According to the results of investigations of another perovskite materials, the TO3 bands at 530 cm−1 and 585 cm−1 should be sensitive to the changes of structure. The evolution of these bands with the change of the contents of BT is evidenced in Fig. 2. Particularly it concerns the band 585 cm−1, which behaviour is similar to this additional band 310 cm−1 connected with the change of structure from rhombohedral to tetragonal. The high-freguency Raman bands, in the case of oxides, are usually caused by the vibrations resulting from the shift of oxygen [21]. For this reason one can expect, that they do not depend on the mass of cation. But the cation can influence the frequency position of these bands, for example through the force constant. The evolution of 530 cm−1 and 585 cm−1 bands can be caused by the increasing the average ion radius of cations in sublattice A with the increase of BT content.

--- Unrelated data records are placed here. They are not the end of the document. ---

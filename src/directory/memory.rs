//! In-memory directory server.
//!
//! Holds entries in a shared list and answers searches with the same
//! semantics a directory server applies: RFC 4515 filters with
//! three-valued evaluation, base/scope selection, server-side sorting and
//! a size limit that cuts the result stream short.

use super::connection::{
    DirectoryConnection, DirectoryError, DirectoryResult, Entry, EntryStream, SearchRequest,
    SearchScope,
};
use crate::filter::{SortKey, SortOrder};
use parking_lot::RwLock;
use std::cmp::Ordering;
use std::sync::Arc;

/// Parsed search filter
#[derive(Debug, Clone, PartialEq)]
pub enum LdapFilter {
    And(Vec<LdapFilter>),
    Or(Vec<LdapFilter>),
    Not(Box<LdapFilter>),
    Equal(String, Vec<u8>),
    Present(String),
    Substring {
        attribute: String,
        initial: Option<Vec<u8>>,
        any: Vec<Vec<u8>>,
        last: Option<Vec<u8>>,
    },
    GreaterOrEqual(String, Vec<u8>),
    LessOrEqual(String, Vec<u8>),
}

impl LdapFilter {
    pub fn parse(filter: &str) -> DirectoryResult<Self> {
        let mut parser = FilterParser {
            input: filter.as_bytes(),
            pos: 0,
        };
        let parsed = parser.filter().map_err(|message| DirectoryError::InvalidFilter {
            filter: filter.to_string(),
            message,
        })?;
        if parser.pos != parser.input.len() {
            return Err(DirectoryError::InvalidFilter {
                filter: filter.to_string(),
                message: format!("unexpected trailing input at {}", parser.pos),
            });
        }
        Ok(parsed)
    }

    /// Evaluate against an entry. `None` is the Undefined result a filter
    /// item yields when the entry lacks the attribute.
    pub fn evaluate(&self, entry: &Entry) -> Option<bool> {
        match self {
            LdapFilter::And(filters) => {
                let mut result = Some(true);
                for filter in filters {
                    match filter.evaluate(entry) {
                        Some(false) => return Some(false),
                        None => result = None,
                        Some(true) => {}
                    }
                }
                result
            }
            LdapFilter::Or(filters) => {
                let mut result = Some(false);
                for filter in filters {
                    match filter.evaluate(entry) {
                        Some(true) => return Some(true),
                        None => result = None,
                        Some(false) => {}
                    }
                }
                result
            }
            LdapFilter::Not(filter) => filter.evaluate(entry).map(|b| !b),
            LdapFilter::Present(attribute) => {
                // Every entry has an object class
                if attribute.eq_ignore_ascii_case("objectClass") {
                    return Some(true);
                }
                Some(entry.values(attribute).is_some_and(|values| !values.is_empty()))
            }
            LdapFilter::Equal(attribute, assertion) => {
                any_value(entry, attribute, |value| compare_values(value, assertion).is_eq())
            }
            LdapFilter::GreaterOrEqual(attribute, assertion) => {
                any_value(entry, attribute, |value| compare_values(value, assertion).is_ge())
            }
            LdapFilter::LessOrEqual(attribute, assertion) => {
                any_value(entry, attribute, |value| compare_values(value, assertion).is_le())
            }
            LdapFilter::Substring {
                attribute,
                initial,
                any,
                last,
            } => any_value(entry, attribute, |value| {
                substring_matches(value, initial.as_deref(), any, last.as_deref())
            }),
        }
    }

    pub fn matches(&self, entry: &Entry) -> bool {
        self.evaluate(entry) == Some(true)
    }
}

fn any_value(entry: &Entry, attribute: &str, mut test: impl FnMut(&[u8]) -> bool) -> Option<bool> {
    let values = entry.values(attribute).filter(|values| !values.is_empty())?;
    Some(values.iter().any(|value| test(value)))
}

/// Integer-aware, case-insensitive ordering of two attribute values
fn compare_values(left: &[u8], right: &[u8]) -> Ordering {
    let left = String::from_utf8_lossy(left);
    let right = String::from_utf8_lossy(right);
    if let (Ok(a), Ok(b)) = (left.trim().parse::<i64>(), right.trim().parse::<i64>()) {
        return a.cmp(&b);
    }
    if let (Ok(a), Ok(b)) = (left.trim().parse::<f64>(), right.trim().parse::<f64>()) {
        if let Some(ordering) = a.partial_cmp(&b) {
            return ordering;
        }
    }
    left.to_lowercase().cmp(&right.to_lowercase())
}

fn substring_matches(value: &[u8], initial: Option<&[u8]>, any: &[Vec<u8>], last: Option<&[u8]>) -> bool {
    let lower = |bytes: &[u8]| String::from_utf8_lossy(bytes).to_lowercase();
    let value = lower(value);
    let mut rest = value.as_str();

    if let Some(initial) = initial {
        let initial = lower(initial);
        match rest.strip_prefix(initial.as_str()) {
            Some(stripped) => rest = stripped,
            None => return false,
        }
    }
    for chunk in any {
        let chunk = lower(chunk);
        match rest.find(chunk.as_str()) {
            Some(at) => rest = &rest[at + chunk.len()..],
            None => return false,
        }
    }
    match last {
        Some(last) => rest.ends_with(lower(last).as_str()),
        None => true,
    }
}

struct FilterParser<'a> {
    input: &'a [u8],
    pos: usize,
}

impl FilterParser<'_> {
    fn peek(&self) -> Option<u8> {
        self.input.get(self.pos).copied()
    }

    fn expect(&mut self, byte: u8) -> Result<(), String> {
        match self.peek() {
            Some(b) if b == byte => {
                self.pos += 1;
                Ok(())
            }
            Some(b) => Err(format!(
                "expected '{}' at {}, found '{}'",
                char::from(byte),
                self.pos,
                char::from(b)
            )),
            None => Err(format!("expected '{}' at end of filter", char::from(byte))),
        }
    }

    fn filter(&mut self) -> Result<LdapFilter, String> {
        self.expect(b'(')?;
        let filter = match self.peek() {
            Some(b'&') => {
                self.pos += 1;
                LdapFilter::And(self.filter_list()?)
            }
            Some(b'|') => {
                self.pos += 1;
                LdapFilter::Or(self.filter_list()?)
            }
            Some(b'!') => {
                self.pos += 1;
                LdapFilter::Not(Box::new(self.filter()?))
            }
            _ => self.item()?,
        };
        self.expect(b')')?;
        Ok(filter)
    }

    fn filter_list(&mut self) -> Result<Vec<LdapFilter>, String> {
        let mut filters = Vec::new();
        while self.peek() == Some(b'(') {
            filters.push(self.filter()?);
        }
        if filters.is_empty() {
            return Err(format!("empty filter list at {}", self.pos));
        }
        Ok(filters)
    }

    fn item(&mut self) -> Result<LdapFilter, String> {
        let start = self.pos;
        while let Some(b) = self.peek() {
            if matches!(b, b'=' | b'>' | b'<' | b'~' | b'(' | b')') {
                break;
            }
            self.pos += 1;
        }
        let attribute = std::str::from_utf8(&self.input[start..self.pos])
            .map_err(|_| format!("invalid attribute name at {}", start))?
            .trim()
            .to_string();
        if attribute.is_empty() {
            return Err(format!("missing attribute name at {}", start));
        }

        let op = match self.peek() {
            Some(b'=') => b'=',
            Some(op @ (b'>' | b'<' | b'~')) => {
                self.pos += 1;
                op
            }
            _ => return Err(format!("missing comparison operator at {}", self.pos)),
        };
        self.expect(b'=')?;

        let raw_start = self.pos;
        while let Some(b) = self.peek() {
            if matches!(b, b'(' | b')') {
                break;
            }
            self.pos += 1;
        }
        let raw = &self.input[raw_start..self.pos];

        match op {
            b'>' => Ok(LdapFilter::GreaterOrEqual(attribute, unescape(raw)?)),
            b'<' => Ok(LdapFilter::LessOrEqual(attribute, unescape(raw)?)),
            // Approximate matching falls back to equality
            b'~' => Ok(LdapFilter::Equal(attribute, unescape(raw)?)),
            _ if raw == b"*" => Ok(LdapFilter::Present(attribute)),
            _ if raw.contains(&b'*') => {
                let mut chunks = raw
                    .split(|b| *b == b'*')
                    .map(unescape)
                    .collect::<Result<Vec<_>, _>>()?;
                let last = chunks.pop().filter(|chunk| !chunk.is_empty());
                let first = chunks.remove(0);
                let initial = Some(first).filter(|chunk| !chunk.is_empty());
                let any = chunks.into_iter().filter(|chunk| !chunk.is_empty()).collect();
                Ok(LdapFilter::Substring {
                    attribute,
                    initial,
                    any,
                    last,
                })
            }
            _ => Ok(LdapFilter::Equal(attribute, unescape(raw)?)),
        }
    }
}

/// Decode `\XX` escapes in an assertion value
fn unescape(raw: &[u8]) -> Result<Vec<u8>, String> {
    let mut bytes = Vec::with_capacity(raw.len());
    let mut iter = raw.iter();
    while let Some(&b) = iter.next() {
        if b != b'\\' {
            bytes.push(b);
            continue;
        }
        let hex = [iter.next().copied(), iter.next().copied()];
        let decoded = match hex {
            [Some(hi), Some(lo)] => std::str::from_utf8(&[hi, lo])
                .ok()
                .and_then(|digits| u8::from_str_radix(digits, 16).ok()),
            _ => None,
        };
        bytes.push(decoded.ok_or_else(|| "invalid escape sequence".to_string())?);
    }
    Ok(bytes)
}

fn normalize_dn(dn: &str) -> String {
    dn.split(',')
        .map(|rdn| rdn.trim().to_lowercase())
        .collect::<Vec<_>>()
        .join(",")
}

fn in_scope(dn: &str, base: &str, scope: SearchScope) -> bool {
    let dn = normalize_dn(dn);
    let base = normalize_dn(base);
    if base.is_empty() {
        return match scope {
            SearchScope::Base => dn.is_empty(),
            SearchScope::OneLevel => !dn.is_empty() && !dn.contains(','),
            SearchScope::Subtree => true,
        };
    }
    let child = dn
        .strip_suffix(base.as_str())
        .and_then(|prefix| prefix.strip_suffix(','));
    match scope {
        SearchScope::Base => dn == base,
        SearchScope::OneLevel => child.is_some_and(|rdn| !rdn.contains(',')),
        SearchScope::Subtree => dn == base || child.is_some(),
    }
}

/// Server-side sort: entries lacking a key attribute order after all others
fn compare_entries(a: &Entry, b: &Entry, keys: &[SortKey]) -> Ordering {
    for key in keys {
        let first = |entry: &Entry| {
            entry
                .values(&key.attribute)
                .and_then(|values| values.first())
                .cloned()
        };
        let ordering = match (first(a), first(b)) {
            (Some(x), Some(y)) => compare_values(&x, &y),
            (Some(_), None) => Ordering::Less,
            (None, Some(_)) => Ordering::Greater,
            (None, None) => Ordering::Equal,
        };
        let ordering = match key.order {
            SortOrder::Asc => ordering,
            SortOrder::Desc => ordering.reverse(),
        };
        if ordering != Ordering::Equal {
            return ordering;
        }
    }
    Ordering::Equal
}

fn project(entry: &Entry, attributes: &[String]) -> Entry {
    let mut projected = Entry::new(entry.dn.clone());
    for (name, values) in &entry.attributes {
        if attributes.iter().any(|wanted| wanted.eq_ignore_ascii_case(name)) {
            projected.attributes.insert(name.clone(), values.clone());
        }
    }
    projected
}

/// Directory whose entries live in memory. Clones share the same entries,
/// so every clone acts as a separate connection to one server.
#[derive(Debug, Clone, Default)]
pub struct InMemoryDirectory {
    entries: Arc<RwLock<Vec<Entry>>>,
    size_limit: Option<usize>,
}

impl InMemoryDirectory {
    pub fn new() -> Self {
        Self::default()
    }

    /// Server-enforced limit on entries per search
    pub fn with_size_limit(mut self, size_limit: usize) -> Self {
        self.size_limit = Some(size_limit);
        self
    }

    pub fn with_entry(self, entry: Entry) -> Self {
        self.add(entry);
        self
    }

    pub fn add(&self, entry: Entry) {
        self.entries.write().push(entry);
    }

    pub fn len(&self) -> usize {
        self.entries.read().len()
    }

    pub fn is_empty(&self) -> bool {
        self.entries.read().is_empty()
    }

    /// Open a connection to this directory
    pub fn connect(&self) -> DirectoryResult<Box<dyn DirectoryConnection>> {
        Ok(Box::new(self.clone()))
    }
}

impl DirectoryConnection for InMemoryDirectory {
    fn search(&mut self, request: &SearchRequest) -> DirectoryResult<EntryStream<'_>> {
        let filter = LdapFilter::parse(&request.filter)?;
        let mut matched: Vec<Entry> = self
            .entries
            .read()
            .iter()
            .filter(|entry| in_scope(&entry.dn, &request.base, request.scope))
            .filter(|entry| filter.matches(entry))
            .cloned()
            .collect();
        if !request.sort.is_empty() {
            matched.sort_by(|a, b| compare_entries(a, b, &request.sort));
        }
        if !request.attributes.is_empty() {
            matched = matched
                .iter()
                .map(|entry| project(entry, &request.attributes))
                .collect();
        }

        let limit = match (self.size_limit, request.size_limit) {
            (Some(a), Some(b)) => Some(a.min(b)),
            (a, b) => a.or(b),
        };
        let Some(limit) = limit.filter(|&limit| matched.len() > limit) else {
            return Ok(Box::new(matched.into_iter().map(DirectoryResult::Ok)));
        };
        matched.truncate(limit);
        Ok(Box::new(
            matched
                .into_iter()
                .map(DirectoryResult::Ok)
                .chain(std::iter::once(Err(DirectoryError::SizeLimitExceeded))),
        ))
    }
}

In general the frequencies of particular modes do not vary much with composition (Fig. 3). The sample fitting of the Raman spectrum to the Lorentzian function is presented in Fig. 4.

Fig. 4
figure 4

Fitting of the Raman spectra of NBT ceramic to the Lorentzian function

The IR spectra for (1-x)NBT–xBT are generally similar to those observed in the Raman investigations (Figs. 5 and 2 for comparison). The main difference which can be observed in this spectra is the shift of the respective modes to the higher frequencies. This difference can be explained taking into consideration the random grain orientations in the ceramics. Because of it the directions of the phonon wave vectors are randomly distributed from one grain to another with respect to the crystallographic axes. As a result the Raman and also IR lines in ceramics resulting from the mode mixing and long range electrostatic force effects are relatively broader than that found in single crystals. The phonon frequencies also shift remarkably to higher/lower values depending upon the finite size of the powder grains and due to depelarization fields [27]. This can be the reason for the shifting of frequencies between the Raman and IR measurements. The IR spectra for NBT (Fig. 5) are similar to those described by Petzelt et al. [20] and Lee et al. [25]. The evolution of the mode frequencies for the different compositions of NBT–BT ceramics is presented in Fig. 6. As for the Raman results, the frequencies of particular modes do not vary much with composition. The fitting of the IR spectrum of NBT to the Lorentzian function is presented in Fig. 7.

Fig. 5
figure 5

Room temperature infrared absorption spectra for (1-x)NBT-xBT ceramics

Fig. 6
figure 6

Evolution of the infrared absorption mode frequencies of (1-x)NBT-xBT ceramics

Fig. 7
figure 7

Fitting of the infrared absorption spectra of NBT ceramic to the Lorentzian function

According to the literature data [28], BaTiO3 Raman spectrum contains the sharp mode A1(TO1) at about 170 cm−1 which interferes with broad A1(TO2) mode about 270 cm−1 and results as a resonance effect at 174 cm−1. This effect is very slightly seen in our Raman spectra but very clearly seen in the IR measurements at about 165 cm−1 (see Fig. 5). This coupling weakens with changing the composition in the direction of NBT and the new line at 124 cm−1 appears for 0.2NBT −0.8BT in the IR spectra.

4 Summary

Lead-free NBT-BT solid solutions were prepared in the whole range of concentrations via the conventional mixed oxide route. The room-temperature X-ray, Raman scattering and infrared investigations of those materials were performed. It was shown from the X-ray measurements, that the substitution of Na+/Bi3+ by Ba2+ ions caused the modification changes from rhombohedral over rhombohedral-tetragonal to tetragonal boundaries and the increase in lattice parameters. The changes of Raman and infrared spectra with increasing of BT contents, were observed and discussed in details in accordance with the structure changes.